In my opinion, Fourniret definitely fits the profile of a killer, not just of children. He is perfectly capable of carrying out “contracts”. […] Fourniret had a long reach! He was a shady character, a member of a clandestine organization, but above all a coward who never attacked head-on. His true signature was a bullet to the back of the head, and by surprise!

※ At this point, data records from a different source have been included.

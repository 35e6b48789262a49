use std::sync::Arc;
use std::sync::atomic::{AtomicI64, Ordering};

use chrono::{DateTime, Duration, Utc};

/// Time source for services. Game records store epoch milliseconds.
#[derive(Debug, Clone, Default)]
pub enum Clock {
    #[default]
    System,
    Fixed(DateTime<Utc>),
    /// A hand-driven clock whose clones share one reading; used by tests and replays.
    Manual(Arc<AtomicI64>),
}

impl Clock {
    /// Returns a clock that uses the current system time.
    #[must_use]
    pub fn system() -> Self {
        Self::System
    }

    /// Returns a clock fixed at the given timestamp.
    #[must_use]
    pub fn fixed(at: DateTime<Utc>) -> Self {
        Self::Fixed(at)
    }

    /// Returns a manual clock starting at `start_ms`.
    #[must_use]
    pub fn manual(start_ms: i64) -> Self {
        Self::Manual(Arc::new(AtomicI64::new(start_ms)))
    }

    /// Returns the current time according to the clock.
    #[must_use]
    pub fn now(&self) -> DateTime<Utc> {
        match self {
            Clock::System => Utc::now(),
            Clock::Fixed(t) => *t,
            Clock::Manual(ms) => {
                DateTime::<Utc>::from_timestamp_millis(ms.load(Ordering::Acquire))
                    .unwrap_or_default()
            }
        }
    }

    /// Current time as epoch milliseconds.
    #[must_use]
    pub fn now_ms(&self) -> i64 {
        match self {
            Clock::Manual(ms) => ms.load(Ordering::Acquire),
            _ => self.now().timestamp_millis(),
        }
    }

    /// Move a fixed or manual clock forward. Has no effect on the system clock.
    ///
    /// Advancing a manual clock is visible through every clone.
    pub fn advance(&mut self, delta: Duration) {
        match self {
            Clock::System => {}
            Clock::Fixed(t) => *t += delta,
            Clock::Manual(ms) => {
                ms.fetch_add(delta.num_milliseconds(), Ordering::AcqRel);
            }
        }
    }

    #[must_use]
    pub fn is_system(&self) -> bool {
        matches!(self, Clock::System)
    }
}

/// Deterministic timestamp for tests and examples (2023-11-14T22:13:20Z).
pub const FIXED_TEST_TIMESTAMP: i64 = 1_700_000_000;

/// Returns a deterministic `DateTime<Utc>` for tests and doc examples.
///
/// # Panics
///
/// Panics if the fixed timestamp cannot be represented.
#[must_use]
pub fn fixed_now() -> DateTime<Utc> {
    DateTime::<Utc>::from_timestamp(FIXED_TEST_TIMESTAMP, 0)
        .expect("fixed timestamp should be valid")
}

/// Deterministic epoch milliseconds matching `fixed_now`.
#[must_use]
pub fn fixed_now_ms() -> i64 {
    FIXED_TEST_TIMESTAMP * 1_000
}

#[cfg(test)]
mod tests {
    use super::*;

    #[test]
    fn manual_clock_is_shared_between_clones() {
        let mut clock = Clock::manual(fixed_now_ms());
        let observer = clock.clone();
        clock.advance(Duration::minutes(2));
        assert_eq!(observer.now_ms(), fixed_now_ms() + 120_000);
        assert_eq!(observer.now().timestamp(), FIXED_TEST_TIMESTAMP + 120);
    }
}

Was this man, André Michaut, hinting at Michel Fourniret being some sort of contract killer? Disposing of people simply for the money. Fourniret even swore he would kill him to Monique Olivier, and tried to a few times, including lighting up Michaut’s painting’s workshop. Selim Fourniret, Michel’s son, met with journalist Oli Porri Santoro to write a book, Le fils de l’ogre, The Ogre’s son in English. He opens up about his dad’s past in Algeria37 :
The turning point came during the Algerian War. He was part of the Air Commandos, special units tasked with hunting down Algerian fighters. I’m not afraid to say it. It was the French state that armed Michel. He became the torturer we know on the battlefield. In the end, they released him back into society, without any follow-up, as if nothing had happened. We see the result! Yet we know that the soldiers in his unit were taught specific killing techniques. They want us to believe that Michel’s first murder was committed in December 1987, but for me, that’s false! That doesn’t even take into account the victims he left behind in Algeria, who will never appear on his grim record.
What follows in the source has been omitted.